Data on the renal safety of ART in adolescents and in pregnant women are scarce. In a small cohort of perinatally infected adolescents and young adults and HIV-uninfected controls followed prospectively at the NIH, urine protein: creatinine ratio and urine albumin: creatinine ratio were significantly higher among HIV-infected versus control subjects (Mattingly et al, poster 649). While there was no significant decline in eGFR overall, decline in eGFR during followup was modestly correlated with cumulative use of TDF (r=-0.42, p=0.02). In a prospective cohort of 246 Malawian women newly diagnosed with HIV during pregnancy, baseline creatinine clearance was normal in nearly all women (Melhado et al, poster 686).

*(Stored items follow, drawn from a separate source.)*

//! Tracing Setup
//!
//! Structured logging via `tracing-subscriber` with an environment filter.
//!
//! # Environment Variables
//!
//! - `RUST_LOG`: Log filter (default: `info` for this crate, `warn` for
//!   the HTTP internals)

use tracing_subscriber::EnvFilter;
use tracing_subscriber::layer::SubscriberExt;
use tracing_subscriber::util::SubscriberInitExt;

/// Default filter directives when `RUST_LOG` is unset.
const DEFAULT_DIRECTIVES: &str = "info,location_api=info,hyper=warn,h2=warn";

/// Initialize the global tracing subscriber.
///
/// Call once at startup, before anything logs.
pub fn init() {
    let env_filter = EnvFilter::try_from_default_env()
        .unwrap_or_else(|_| EnvFilter::new(DEFAULT_DIRECTIVES));

    let fmt_layer = tracing_subscriber::fmt::layer()
        .with_target(true)
        .with_thread_ids(false)
        .with_file(false)
        .with_line_number(false);

    tracing_subscriber::registry()
        .with(env_filter)
        .with(fmt_layer)
        .init();
}
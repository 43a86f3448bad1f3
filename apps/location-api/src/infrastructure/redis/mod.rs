//! Redis Snapshot Store
//!
//! [`SnapshotStore`] adapter over Redis. The ingest pipeline keeps one key
//! per vehicle holding its latest position, so a snapshot is a key scan
//! followed by a bulk get. Connection parameters come from configuration;
//! nothing is hardcoded.

use async_trait::async_trait;
use redis::AsyncCommands;

use crate::application::ports::{SnapshotError, SnapshotStore};
use crate::domain::location::VehicleLocation;
use crate::infrastructure::config::RedisSettings;

/// Snapshot store backed by a Redis database.
#[derive(Clone)]
pub struct RedisSnapshotStore {
    client: redis::Client,
}

impl RedisSnapshotStore {
    /// Create a store from connection settings.
    ///
    /// The URL is validated here; the connection itself is established
    /// lazily per request.
    ///
    /// # Errors
    ///
    /// Returns `SnapshotError::Unavailable` if the URL cannot be parsed.
    pub fn new(settings: &RedisSettings) -> Result<Self, SnapshotError> {
        let client = redis::Client::open(settings.url.as_str())
            .map_err(|e| SnapshotError::Unavailable(e.to_string()))?;
        Ok(Self { client })
    }
}

#[async_trait]
impl SnapshotStore for RedisSnapshotStore {
    async fn latest_locations(&self) -> Result<Vec<VehicleLocation>, SnapshotError> {
        let mut conn = self
            .client
            .get_multiplexed_async_connection()
            .await
            .map_err(|e| SnapshotError::Unavailable(e.to_string()))?;

        let keys: Vec<String> = conn
            .keys("*")
            .await
            .map_err(|e| SnapshotError::Command(e.to_string()))?;

        if keys.is_empty() {
            return Ok(Vec::new());
        }

        let values: Vec<Option<String>> = conn
            .mget(&keys)
            .await
            .map_err(|e| SnapshotError::Command(e.to_string()))?;

        let locations = keys
            .into_iter()
            .zip(values)
            .filter_map(|(veh_id, loc)| {
                // A key deleted between KEYS and MGET has no value; skip it.
                loc.map(|loc| VehicleLocation::new(veh_id, loc))
            })
            .collect();

        Ok(locations)
    }
}
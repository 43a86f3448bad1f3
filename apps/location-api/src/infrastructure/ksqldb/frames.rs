//! ksqlDB Wire Types
//!
//! Serde types for the two query protocols:
//!
//! - **Push** (`/query-stream`): the first frame is query metadata, every
//!   subsequent frame is a bare JSON array `[veh_id, position, ts]`.
//! - **Pull** (`/query`): a single JSON array whose first element is a
//!   header object and whose remaining elements wrap rows.

use serde::Deserialize;
use serde_json::Value;

/// Metadata frame opening a push query response.
///
/// Observed shape:
/// `{"queryId":"...","columnNames":["VEH_ID","POSITION","TS"],"columnTypes":["INTEGER","STRING","BIGINT"]}`
#[derive(Debug, Clone, Deserialize)]
#[serde(rename_all = "camelCase")]
pub struct PushHeader {
    /// Server-assigned identifier of the continuous query.
    #[serde(default)]
    pub query_id: Option<String>,
    /// Column names, in row order.
    pub column_names: Vec<String>,
    /// Column types, matching `column_names`.
    pub column_types: Vec<String>,
}

/// One element of a pull query response array.
///
/// Header and final-message elements carry no `row` field and are skipped.
#[derive(Debug, Clone, Deserialize)]
pub struct PullElement {
    /// Row payload, absent on header/trailer elements.
    #[serde(default)]
    pub row: Option<PullRow>,
}

/// Row payload of a pull query element: `{"columns": [veh_id, position, ...]}`.
#[derive(Debug, Clone, Deserialize)]
pub struct PullRow {
    /// Ordered column values.
    pub columns: Vec<Value>,
}

#[cfg(test)]
mod tests {
    use super::*;

    #[test]
    fn push_header_parses_observed_shape() {
        let json = r#"{"queryId":"q1","columnNames":["VEH_ID","POSITION","TS"],"columnTypes":["INTEGER","STRING","BIGINT"]}"#;
        let header: PushHeader = serde_json::from_str(json).unwrap();
        assert_eq!(header.query_id.as_deref(), Some("q1"));
        assert_eq!(header.column_names, vec!["VEH_ID", "POSITION", "TS"]);
        assert_eq!(header.column_types.len(), 3);
    }

    #[test]
    fn push_header_query_id_optional() {
        let json = r#"{"columnNames":["VEH_ID","POSITION"],"columnTypes":["INTEGER","STRING"]}"#;
        let header: PushHeader = serde_json::from_str(json).unwrap();
        assert!(header.query_id.is_none());
    }

    #[test]
    fn push_header_rejects_row_frames() {
        assert!(serde_json::from_str::<PushHeader>(r#"[42,"loc-A",1000]"#).is_err());
        assert!(serde_json::from_str::<PushHeader>(r#"{"row":{"columns":[1,"a"]}}"#).is_err());
    }

    #[test]
    fn pull_element_with_row() {
        let json = r#"{"row":{"columns":[42,"loc-A",1000]}}"#;
        let element: PullElement = serde_json::from_str(json).unwrap();
        let row = element.row.unwrap();
        assert_eq!(row.columns.len(), 3);
    }

    #[test]
    fn pull_header_element_has_no_row() {
        let json = r#"{"header":{"queryId":"q2","schema":"`VEH_ID` INTEGER"}}"#;
        let element: PullElement = serde_json::from_str(json).unwrap();
        assert!(element.row.is_none());
    }
}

Because creatinine clearance is known to substantially overestimate true kidney function in the setting of pregnancy, it is difficult to evaluate the clinical relevance of the observed decline in creatinine clearance over 11 months of therapy with TDF-containing ART. There were no clinical events requiring TDF discontinuation, but after 11 months more than 11% of the population had a mildly decreased creatinine clearance < 90 ml/min. These data do not strongly support the authors' conclusion that clinical monitoring in the absence of laboratory testing is adequate to minimize the risk of TDF kidney toxicity; however, the individual and public health benefits of increasing access to ART likely outweigh any potential risk of kidney injury.
 
Two abstracts focused on kidney transplantation in HIV-positive individuals. In a small study comparing the outcomes of paired deceased donor kidneys where one was transplanted into an HIV-positive recipient and the other into an HIV-negative recipient, acute allograft rejection was more common and allograft survival was worse in the HIV-positive recipients (Gathogo et al, poster 688). After adjusting for race/ ethnicity and HLA matching, these difference were attenuated. Overall patient survival was similar between HIV-positive and HIV-negative recipients.
 
A survey study evaluated the preparation of US transplant centers to perform solid organ transplants using HIV-positive donors (Rasmussen et al, poster 689). Slightly more than half of US transplant centers responded that they plan to offer HIV-positive donor kidneys to HIV-positive recipients, and nearly 90% of centers supported the potential use of HIV-positive donors in this setting. Centers that are currently planning to accept HIV-positive donor organs tended to be higher volume centers with a higher local prevalence of HIV infection.